Further, in 2023, by leveraging ES2022 features, it is possible to build reactive and interactive web applications using pure JavaScript. Angular signals expose these ES2022 features to enable fine-grained reactivity by replacing Zone.js with native JavaScript. This means that only the parts of the DOM that need to get updated are updated, significantly reducing render times. This is a topic I further explore in Chapter 3, Architecting an Enterprise App. Combining these changes results in a more optimized change detection cycle, resulting in smoother FPS.

Every release of Angular seeks to improve Time-to-Interactive (TTI) for modern browsers. In the past, this meant improving bundle sizes, introducing lazy loading of modules, and now individual components. Angular now supports Server-side Rendering (SSR) with non-destructive hydration. This means that a server can compute the DOM of a view and transfer it to the client, and the client can update the DOM displayed to the user without completely replacing it.

Angular is also moving away from Jasmine to Jest. Jasmine has always been a great unit-testing framework. However, making it work in a web application context always requires a lot of configuration and additional tools like Karma to execute the tests and get coverage reports. Jest includes all these features. The support is currently experimental, and it’s unclear whether Vitest will be a better option than Jest. Angular is moving away from webpack to esbuild, which is about 40x faster than webpack. Once again, it is only available as a (developer) preview.

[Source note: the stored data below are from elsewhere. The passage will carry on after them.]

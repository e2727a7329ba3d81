//! Tree-walking evaluator for parsed test expressions

use crate::environment::Environment;
use crate::error::{EvalError, EvalResult};
use covenant_core::{Value, ValueError};
use covenant_parser::{BinaryOp, Expr, Literal, UnaryOp};
use std::cmp::Ordering;

/// Evaluates expressions against a borrowed environment
pub struct Evaluator<'e> {
    env: &'e Environment,
}

impl<'e> Evaluator<'e> {
    pub fn new(env: &'e Environment) -> Self {
        Self { env }
    }

    pub fn eval(&self, expr: &Expr) -> EvalResult<Value> {
        match expr {
            Expr::Literal(literal) => Ok(literal_value(literal)),
            Expr::Identifier(name) => self
                .env
                .lookup(name)
                .cloned()
                .ok_or_else(|| EvalError::UndefinedSymbol(name.clone())),
            Expr::List(items) => items
                .iter()
                .map(|item| self.eval(item))
                .collect::<EvalResult<Vec<_>>>()
                .map(Value::List),
            Expr::Unary { op, operand } => {
                let value = self.eval(operand)?;
                eval_unary(*op, value)
            }
            // Short-circuit forms evaluate the right operand only when needed
            Expr::Binary {
                op: BinaryOp::And,
                left,
                right,
            } => Ok(Value::Boolean(
                self.eval_condition(left, "&&")? && self.eval_condition(right, "&&")?,
            )),
            Expr::Binary {
                op: BinaryOp::Or,
                left,
                right,
            } => Ok(Value::Boolean(
                self.eval_condition(left, "||")? || self.eval_condition(right, "||")?,
            )),
            Expr::Binary { op, left, right } => {
                let left = self.eval(left)?;
                let right = self.eval(right)?;
                eval_binary(*op, left, right)
            }
            Expr::Conditional {
                condition,
                then_branch,
                else_branch,
            } => {
                if self.eval_condition(condition, "?:")? {
                    self.eval(then_branch)
                } else {
                    self.eval(else_branch)
                }
            }
            Expr::Property { object, name } => Ok(self.eval(object)?.property(name)?),
            Expr::Index { target, index } => {
                let target = self.eval(target)?;
                let index = self.eval(index)?;
                Ok(target.index(&index)?)
            }
            Expr::MethodCall {
                receiver,
                method,
                args,
            } => {
                let receiver = self.eval(receiver)?;
                let args = args
                    .iter()
                    .map(|arg| self.eval(arg))
                    .collect::<EvalResult<Vec<_>>>()?;
                call_method(&receiver, method, &args)
            }
        }
    }

    fn eval_condition(&self, expr: &Expr, operator: &str) -> EvalResult<bool> {
        match self.eval(expr)? {
            Value::Boolean(b) => Ok(b),
            other => Err(EvalError::type_error(format!(
                "operator '{}' expects boolean operands, got {}",
                operator,
                other.type_name()
            ))),
        }
    }
}

fn eval_binary(op: BinaryOp, left: Value, right: Value) -> EvalResult<Value> {
    match op {
        BinaryOp::And | BinaryOp::Or => {
            let symbol = op.symbol();
            let (a, b) = match (&left, &right) {
                (Value::Boolean(a), Value::Boolean(b)) => (*a, *b),
                _ => {
                    return Err(EvalError::type_error(format!(
                        "operator '{}' expects boolean operands, got {} and {}",
                        symbol,
                        left.type_name(),
                        right.type_name()
                    )))
                }
            };
            Ok(Value::Boolean(if op == BinaryOp::And { a && b } else { a || b }))
        }
        BinaryOp::Eq => Ok(Value::Boolean(left.loose_eq(&right))),
        BinaryOp::Ne => Ok(Value::Boolean(!left.loose_eq(&right))),
        BinaryOp::Lt => compare(&left, &right, op).map(|o| Value::Boolean(o == Ordering::Less)),
        BinaryOp::Gt => compare(&left, &right, op).map(|o| Value::Boolean(o == Ordering::Greater)),
        BinaryOp::Le => compare(&left, &right, op).map(|o| Value::Boolean(o != Ordering::Greater)),
        BinaryOp::Ge => compare(&left, &right, op).map(|o| Value::Boolean(o != Ordering::Less)),
        BinaryOp::Add => add(left, right),
        BinaryOp::Sub | BinaryOp::Mul | BinaryOp::Div | BinaryOp::Mod => {
            arithmetic(op, &left, &right)
        }
    }
}

fn literal_value(literal: &Literal) -> Value {
    match literal {
        Literal::Null => Value::Null,
        Literal::Boolean(b) => Value::Boolean(*b),
        Literal::Integer(n) => Value::Integer(*n),
        Literal::Float(x) => Value::Float(*x),
        Literal::String(s) => Value::String(s.clone()),
    }
}

fn eval_unary(op: UnaryOp, value: Value) -> EvalResult<Value> {
    match (op, value) {
        (UnaryOp::Not, Value::Boolean(b)) => Ok(Value::Boolean(!b)),
        (UnaryOp::Neg, Value::Integer(n)) => {
            n.checked_neg().map(Value::Integer).ok_or(EvalError::Overflow("-"))
        }
        (UnaryOp::Neg, Value::Float(x)) => Ok(Value::Float(-x)),
        (UnaryOp::Not, other) => Err(EvalError::type_error(format!(
            "operator '!' expects boolean, got {}",
            other.type_name()
        ))),
        (UnaryOp::Neg, other) => Err(EvalError::type_error(format!(
            "operator '-' expects number, got {}",
            other.type_name()
        ))),
    }
}

fn compare(left: &Value, right: &Value, op: BinaryOp) -> EvalResult<Ordering> {
    let ordering = match (left, right) {
        (Value::Integer(a), Value::Integer(b)) => Some(a.cmp(b)),
        (Value::String(a), Value::String(b)) => Some(a.cmp(b)),
        (a, b) if a.is_number() && b.is_number() => {
            let (x, y) = (a.as_number()?, b.as_number()?);
            x.partial_cmp(&y)
        }
        _ => {
            return Err(EvalError::type_error(format!(
                "cannot compare {} {} {}",
                left.type_name(),
                op.symbol(),
                right.type_name()
            )))
        }
    };
    // NaN compares as unordered; treat it as a failed comparison
    ordering.ok_or_else(|| EvalError::type_error("comparison with NaN"))
}

/// Text used when `+` concatenates: strings appear without quotes
fn concat_text(value: &Value) -> String {
    match value {
        Value::String(s) => s.clone(),
        other => other.to_string(),
    }
}

fn add(left: Value, right: Value) -> EvalResult<Value> {
    match (&left, &right) {
        (Value::String(_), _) | (_, Value::String(_)) => Ok(Value::String(format!(
            "{}{}",
            concat_text(&left),
            concat_text(&right)
        ))),
        (Value::List(a), Value::List(b)) => {
            let mut items = a.clone();
            items.extend(b.iter().cloned());
            Ok(Value::List(items))
        }
        _ => arithmetic(BinaryOp::Add, &left, &right),
    }
}

fn arithmetic(op: BinaryOp, left: &Value, right: &Value) -> EvalResult<Value> {
    match (left, right) {
        (Value::Integer(a), Value::Integer(b)) => {
            let result = match op {
                BinaryOp::Add => a.checked_add(*b),
                BinaryOp::Sub => a.checked_sub(*b),
                BinaryOp::Mul => a.checked_mul(*b),
                BinaryOp::Div | BinaryOp::Mod if *b == 0 => {
                    return Err(ValueError::DivisionByZero.into())
                }
                BinaryOp::Div => a.checked_div(*b),
                BinaryOp::Mod => a.checked_rem(*b),
                _ => None,
            };
            result
                .map(Value::Integer)
                .ok_or(EvalError::Overflow(op.symbol()))
        }
        (a, b) if a.is_number() && b.is_number() => {
            let (x, y) = (a.as_number()?, b.as_number()?);
            let result = match op {
                BinaryOp::Add => x + y,
                BinaryOp::Sub => x - y,
                BinaryOp::Mul => x * y,
                BinaryOp::Div => x / y,
                BinaryOp::Mod => x % y,
                _ => f64::NAN,
            };
            Ok(Value::Float(result))
        }
        _ => Err(EvalError::type_error(format!(
            "cannot apply '{}' to {} and {}",
            op.symbol(),
            left.type_name(),
            right.type_name()
        ))),
    }
}

fn expect_args(method: &str, args: &[Value], expected: usize) -> EvalResult<()> {
    if args.len() == expected {
        Ok(())
    } else {
        Err(EvalError::ArityError {
            method: method.to_string(),
            expected,
            actual: args.len(),
        })
    }
}

fn string_arg<'v>(method: &str, args: &'v [Value]) -> EvalResult<&'v str> {
    expect_args(method, args, 1)?;
    args[0].as_string().map_err(|_| {
        EvalError::type_error(format!(
            "method '{}' expects a string argument, got {}",
            method,
            args[0].type_name()
        ))
    })
}

/// Dispatch a method call on a receiver value
pub fn call_method(receiver: &Value, method: &str, args: &[Value]) -> EvalResult<Value> {
    if method == "equals" {
        expect_args(method, args, 1)?;
        return Ok(Value::Boolean(receiver.loose_eq(&args[0])));
    }

    let unknown = || EvalError::UnknownMethod {
        method: method.to_string(),
        receiver: receiver.type_name(),
    };

    match receiver {
        Value::String(s) => match method {
            "length" | "size" => {
                expect_args(method, args, 0)?;
                Ok(Value::Integer(s.chars().count() as i64))
            }
            "isEmpty" => {
                expect_args(method, args, 0)?;
                Ok(Value::Boolean(s.is_empty()))
            }
            "contains" => Ok(Value::Boolean(s.contains(string_arg(method, args)?))),
            "startsWith" => Ok(Value::Boolean(s.starts_with(string_arg(method, args)?))),
            "endsWith" => Ok(Value::Boolean(s.ends_with(string_arg(method, args)?))),
            "toUpperCase" => {
                expect_args(method, args, 0)?;
                Ok(Value::String(s.to_uppercase()))
            }
            "toLowerCase" => {
                expect_args(method, args, 0)?;
                Ok(Value::String(s.to_lowercase()))
            }
            "trim" => {
                expect_args(method, args, 0)?;
                Ok(Value::String(s.trim().to_string()))
            }
            "get" => {
                expect_args(method, args, 1)?;
                Ok(receiver.index(&args[0])?)
            }
            _ => Err(unknown()),
        },
        Value::List(items) => match method {
            "length" | "size" => {
                expect_args(method, args, 0)?;
                Ok(Value::Integer(items.len() as i64))
            }
            "isEmpty" => {
                expect_args(method, args, 0)?;
                Ok(Value::Boolean(items.is_empty()))
            }
            "contains" => {
                expect_args(method, args, 1)?;
                Ok(Value::Boolean(items.iter().any(|item| item.loose_eq(&args[0]))))
            }
            "get" => {
                expect_args(method, args, 1)?;
                Ok(receiver.index(&args[0])?)
            }
            _ => Err(unknown()),
        },
        Value::Map(map) => match method {
            "length" | "size" => {
                expect_args(method, args, 0)?;
                Ok(Value::Integer(map.len() as i64))
            }
            "isEmpty" => {
                expect_args(method, args, 0)?;
                Ok(Value::Boolean(map.is_empty()))
            }
            "contains" | "containsKey" => {
                Ok(Value::Boolean(map.contains_key(string_arg(method, args)?)))
            }
            "get" => {
                let key = string_arg(method, args)?;
                Ok(map.get(key).cloned().unwrap_or(Value::Null))
            }
            _ => Err(unknown()),
        },
        Value::Object(obj) => match method {
            "get" => {
                let field = string_arg(method, args)?;
                Ok(receiver.property(field)?)
            }
            "has" => Ok(Value::Boolean(obj.has_field(string_arg(method, args)?))),
            _ => Err(unknown()),
        },
        Value::Integer(n) => match method {
            "abs" => {
                expect_args(method, args, 0)?;
                n.checked_abs().map(Value::Integer).ok_or(EvalError::Overflow("abs"))
            }
            _ => Err(unknown()),
        },
        Value::Float(x) => match method {
            "abs" => {
                expect_args(method, args, 0)?;
                Ok(Value::Float(x.abs()))
            }
            _ => Err(unknown()),
        },
        Value::Null => Err(ValueError::InvalidOperation(format!(
            "cannot call method '{}' on null",
            method
        ))
        .into()),
        Value::Boolean(_) => Err(unknown()),
    }
}

#[cfg(test)]
#[path = "eval_tests.rs"]
mod tests;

As you can see, some of the most exciting things happening in Angular are in preview features. The ground truth is that teams are heads down, working on delivering features for their projects and trying their best to keep up with all the latest changes. It’s tough enough to keep updating dependencies continually; big changes in the mental model of the framework, combined with performance issues, risk losing the confidence of developers and businesses alike. Trust is hard to build and easy to lose.

The reality is the Angular team is doing great work, and the framework is making the necessary changes to evolve and meet ever-growing expectations. It bears repeating Google mandates that the 2,000+ Angular projects they have must all be on the same version of Angular. This means that every new update to Angular is well-tested, and there are no backward compatibility surprises.

Angular remains an exciting, agile, and capable framework. My motivation is to inform you of where the land mines are. I hope you are as excited as I am about the state of modern web development and the future possibilities it unlocks. Buckle up your seatbelt, Dorothy, ‘cause Kansas is going bye-bye.